§ Exercise
For the data below, please report each line where the word "decode" is found.

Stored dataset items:
[Start of Attachment]
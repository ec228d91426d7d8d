//! YAML codec. YAML has no native binary scalar, so binary data is encoded
//! the same way the JSON codec's base64 form does: `{"$base64": "..."}`.

use crate::codec::json::BinaryEncoding;
use crate::error::{CoreError, Result};
use crate::value::StructuredValue;
use serde_yaml::Value as Yaml;
use std::collections::BTreeMap;

fn to_yaml(value: &StructuredValue) -> Yaml {
    match value {
        StructuredValue::Null => Yaml::Null,
        StructuredValue::Bool(b) => Yaml::Bool(*b),
        StructuredValue::Int(i) => Yaml::Number((*i).into()),
        StructuredValue::Float(f) => Yaml::Number((*f).into()),
        StructuredValue::String(s) => Yaml::String(s.clone()),
        StructuredValue::Bytes(b) => {
            use base64::Engine;
            let mut map = serde_yaml::Mapping::new();
            map.insert(
                Yaml::String("$base64".into()),
                Yaml::String(base64::engine::general_purpose::STANDARD.encode(b)),
            );
            Yaml::Mapping(map)
        }
        StructuredValue::Array(items) => Yaml::Sequence(items.iter().map(to_yaml).collect()),
        StructuredValue::Mapping(map) => {
            let mut out = serde_yaml::Mapping::new();
            for (k, v) in map {
                out.insert(Yaml::String(k.clone()), to_yaml(v));
            }
            Yaml::Mapping(out)
        }
        StructuredValue::Timestamp(ts) => Yaml::String(ts.to_rfc3339()),
    }
}

fn from_yaml(value: Yaml) -> Result<StructuredValue> {
    Ok(match value {
        Yaml::Null => StructuredValue::Null,
        Yaml::Bool(b) => StructuredValue::Bool(b),
        Yaml::Number(n) => {
            if let Some(i) = n.as_i64() {
                StructuredValue::Int(i)
            } else {
                StructuredValue::Float(
                    n.as_f64()
                        .ok_or_else(|| CoreError::Codec("unrepresentable YAML number".into()))?,
                )
            }
        }
        Yaml::String(s) => StructuredValue::String(s),
        Yaml::Sequence(items) => {
            let mut out = Vec::with_capacity(items.len());
            for item in items {
                out.push(from_yaml(item)?);
            }
            StructuredValue::Array(out)
        }
        Yaml::Mapping(map) => {
            if map.len() == 1 {
                if let Some(Yaml::String(b64)) = map.get(Yaml::String("$base64".into())) {
                    use base64::Engine;
                    let bytes = base64::engine::general_purpose::STANDARD
                        .decode(b64)
                        .map_err(|e| CoreError::Codec(format!("invalid base64: {e}")))?;
                    return Ok(StructuredValue::Bytes(bytes));
                }
            }
            let mut out = BTreeMap::new();
            for (k, v) in map {
                let key = k
                    .as_str()
                    .ok_or_else(|| CoreError::Codec("non-string YAML map key".into()))?
                    .to_string();
                out.insert(key, from_yaml(v)?);
            }
            StructuredValue::Mapping(out)
        }
        other => return Err(CoreError::Codec(format!("unsupported YAML value: {other:?}"))),
    })
}

pub fn encode(value: &StructuredValue) -> Result<Vec<u8>> {
    serde_yaml::to_string(&to_yaml(value))
        .map(|s| s.into_bytes())
        .map_err(|e| CoreError::Codec(e.to_string()))
}

/// Binary encoding mode is always base64 for YAML; the parameter exists so
/// the registry can treat every text codec uniformly.
pub fn encode_with(value: &StructuredValue, _binary: BinaryEncoding) -> Result<Vec<u8>> {
    encode(value)
}

pub fn decode(bytes: &[u8]) -> Result<StructuredValue> {
    let value: Yaml = serde_yaml::from_slice(bytes).map_err(|e| CoreError::Codec(e.to_string()))?;
    from_yaml(value)
}

#[cfg(test)]
mod tests {
    use super::*;

    #[test]
    fn round_trips_nested_value() {
        let v = StructuredValue::mapping([
            ("n".to_string(), StructuredValue::Int(3)),
            ("bytes".to_string(), StructuredValue::Bytes(vec![1, 2, 3])),
        ]);
        let bytes = encode(&v).unwrap();
        assert_eq!(decode(&bytes).unwrap(), v);
    }
}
[End of Attachment]
§ Exercise solution
                        .decode(b64)
pub fn decode(bytes: &[u8]) -> Result<StructuredValue> {
        assert_eq!(decode(&bytes).unwrap(), v);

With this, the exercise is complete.